Afortunadamente, los que somos pobres en amigos pero ricos en espíritu y tenemos los followers justos para reunirlos a todos en torno a la mesa de Navidad y que aun nos quepa la abuela, nos hemos visto liberados de semejante apocalipsis. A nosotros no nos mira ni el Tato y ahí seguimos, flotando en las aguas de los trinos, yendo hacia donde nos lleve la cibercorriente. Sin embargo, reconozco que si hubiera recibido tal señuelo nunca hubiera picado. No porque me las esté dando de lista, sino porque presupongo que, en algún momento y lugar, alguien estará hablando mal de mí. Es más, apostaría mis trapos de cocina usados a que normalmente son los mismos. Y no solo eso, diría también que, queridos míos, me importa un bledo.
Una de las verdades templarias de la vida es que no se puede caer bien a todo el mundo. Tenemos nuestro derecho a intentarlo, aunque el batacazo puede ser de impresión. Otra cosa es que nos enteremos o no de la opinión que la gente alberga de nosotros. En los últimos años he conocido a varias personas con unos deseos casi suicidas de llevarse bien con los demás sin excepción y me encuentro en condiciones de jurar que ninguno de ellos lo ha conseguido, porque he visto también la impresión que causan en el otro lado y no es precisamente supercalifragilisticuespialidosa.
Nos equivocamos de cabo a rabo cuando creemos que el no pronunciarse y ocupar siempre un segundo o, mejor, tercer plano, es garantía de una existencia cómoda y feliz. Mediocre, por supuesto; feliz, nunca. Porque la felicidad es adrenalina pura: exponerte, tirarte al vacío aun a riesgo de pegarte la gran torta y, sobre todo, vivir las vísperas con mayor intensidad que el hecho en sí.
Cuando uno se siente seguro de sí mismo, asume sus actos, sabe lo que quiere y lo que no, lo que se merece y lo que no, tiene meridianamente claro que va a despertar tantos amores como odios. Porque las ideas claras y el no andarse con medias tintas es lo que tiene: apabulla a quien solo pretende dominar y controlar sin que haya razones objetivas, ni mucho menos emocionales, para ello. Y aun así estoy convencida de que las tremendas críticas que recibimos compensan tremendamente, porque demuestran que no pasas desapercibido y que dejes huella... siempre que no seas un cabrón con pintas, claro está.
Cada día me resulta más complicado entender a esas personas que, intentando quedar bien con alguien, quedan mal con todos o, al menos, con quien nunca lo ha merecido. No creo que sean gentes de afectos profundos, porque no se los ganan.
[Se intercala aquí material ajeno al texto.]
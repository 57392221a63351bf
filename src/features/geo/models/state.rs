use serde::Serialize;
use sqlx::FromRow;

/// State model representing an administrative subdivision of a country
#[derive(Debug, Clone, FromRow, Serialize)]
pub struct State {
    pub id: i64,
    pub country_id: i64,
    pub name: String,
}
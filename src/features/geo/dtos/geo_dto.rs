use std::collections::BTreeMap;

use serde::{Deserialize, Serialize};
use utoipa::{IntoParams, ToSchema};

use crate::features::geo::models::{City, Country, Region, State};
use crate::features::geo::translation::Localized;

// ==================== Query Parameters ====================

/// Optional translation language
#[derive(Debug, Clone, Default, Deserialize, IntoParams)]
#[into_params(parameter_in = Query)]
pub struct LangQuery {
    /// Language code for translated names
    #[param(example = "fr")]
    pub lang: Option<String>,
}

/// Query parameters for listing countries
#[derive(Debug, Clone, Default, Deserialize, IntoParams)]
#[into_params(parameter_in = Query)]
pub struct CountryListQuery {
    /// Filter by name or native name (case-insensitive, partial match)
    #[param(example = "united")]
    pub name: Option<String>,
    /// Language code for translated names; also matched by `name`
    #[param(example = "fr")]
    pub lang: Option<String>,
}

/// Query parameters for listing states
#[derive(Debug, Clone, Default, Deserialize, IntoParams)]
#[into_params(parameter_in = Query)]
pub struct StateListQuery {
    /// Only states of this country
    #[param(value_type = Option<i64>, example = 233)]
    pub country_id: Option<String>,
    /// Maximum number of items (default: 100, max: 1000)
    #[param(value_type = Option<i64>)]
    pub limit: Option<String>,
    /// Number of matching items to skip (default: 0)
    #[param(value_type = Option<i64>)]
    pub offset: Option<String>,
}

/// Query parameters for listing cities
#[derive(Debug, Clone, Default, Deserialize, IntoParams)]
#[into_params(parameter_in = Query)]
pub struct CityListQuery {
    /// Filter by name (case-insensitive, partial match)
    #[param(example = "spring")]
    pub name: Option<String>,
    /// Only cities of this country
    #[param(value_type = Option<i64>)]
    pub country_id: Option<String>,
    /// Only cities of this state
    #[param(value_type = Option<i64>)]
    pub state_id: Option<String>,
    /// Maximum number of items (default: 100, max: 1000)
    #[param(value_type = Option<i64>)]
    pub limit: Option<String>,
    /// Number of matching items to skip (default: 0)
    #[param(value_type = Option<i64>)]
    pub offset: Option<String>,
}

// ==================== Response DTOs ====================

/// Response DTO for region data
#[derive(Debug, Clone, PartialEq, Serialize, Deserialize, ToSchema)]
pub struct RegionResponseDto {
    pub id: i64,
    /// Translated name when a language was requested and a translation exists
    pub name: String,
    #[serde(skip_serializing_if = "Option::is_none")]
    pub translations: Option<BTreeMap<String, String>>,
}

impl RegionResponseDto {
    pub fn localized(region: Region, lang: Option<&str>) -> Self {
        let name = region.display_name(lang).to_string();
        Self {
            id: region.id,
            name,
            translations: region.translations.map(|json| json.0),
        }
    }
}

/// Response DTO for country data
#[derive(Debug, Clone, PartialEq, Serialize, Deserialize, ToSchema)]
pub struct CountryResponseDto {
    pub id: i64,
    pub region_id: i64,
    pub iso2: String,
    pub iso3: String,
    /// Translated name when a language was requested and a translation exists
    pub name: String,
    #[serde(skip_serializing_if = "Option::is_none")]
    pub native: Option<String>,
    #[serde(skip_serializing_if = "Option::is_none")]
    pub translations: Option<BTreeMap<String, String>>,
}

impl CountryResponseDto {
    pub fn localized(country: Country, lang: Option<&str>) -> Self {
        let name = country.display_name(lang).to_string();
        Self {
            id: country.id,
            region_id: country.region_id,
            iso2: country.iso2,
            iso3: country.iso3,
            name,
            native: country.native,
            translations: country.translations.map(|json| json.0),
        }
    }
}

/// Response DTO for state data
#[derive(Debug, Clone, PartialEq, Serialize, Deserialize, ToSchema)]
pub struct StateResponseDto {
    pub id: i64,
    pub country_id: i64,
    pub name: String,
}

impl From<State> for StateResponseDto {
    fn from(state: State) -> Self {
        Self {
            id: state.id,
            country_id: state.country_id,
            name: state.name,
        }
    }
}

/// Response DTO for city data
#[derive(Debug, Clone, PartialEq, Serialize, Deserialize, ToSchema)]
pub struct CityResponseDto {
    pub id: i64,
    pub country_id: i64,
    pub state_id: i64,
    pub name: String,
}

impl From<City> for CityResponseDto {
    fn from(city: City) -> Self {
        Self {
            id: city.id,
            country_id: city.country_id,
            state_id: city.state_id,
            name: city.name,
        }
    }
}
mod status_handler;

pub use status_handler::*;
mod geo_dto;
mod search_dto;

pub use geo_dto::*;
pub use search_dto::*;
Decirte siempre lo que quieres oír no es la mejor forma de dejar huella en el corazón ajeno. Uno acaba perdiendo la confianza en quien va por la vida con gesto de marmota y actitud de oso perezoso, porque todos sabemos que será difícil que mueva un pelo del bigote cuando al resto de animalitos del bosque nos ataque la marabunta.
A ellos siempre les preocuparán las críticas ajenas; serán como una bofetada a esa irrealidad de ensueño en la que viven. Les mosqueará que alguien hable mal de ellos. No lo manifestarán o le restarán importancia, pero por dentro entrarán en ebullición sin comprender por qué, si son unos santos y se llevan bien con todo el mundo, despiertan tantos recelos. Será porque a lo mejor se han dedicado toda la vida a congraciarse con uno mismo y dejarse arrastrar por los demás.
Y mientras, los que caminamos cual elefante por cacharrería, sintiendo, llorando, emocionándonos, enfadándonos, convirtiendo cada alegría en un triunfo y cada derrota en una experiencia de la que aprender, por muy dolorosa que sea, asumimos que nadie nos va a hacer nunca un monumento en Disneyworld. Que hay gente que nos tiene una tirria inmensa porque no sabemos rendirnos y seguimos ahí, recordándoles sus miserias ante el solo hecho de existir. Y no es que yo sea precisamente un ser humano ejemplar, pero sí tengo claro que, a estas alturas del thriller, tengo la autoestima lo suficientemente alicatada como para soportar las críticas torticeras, sobre todo viniendo de quienes vienen. A ellos no sé; a mí, me la bufan.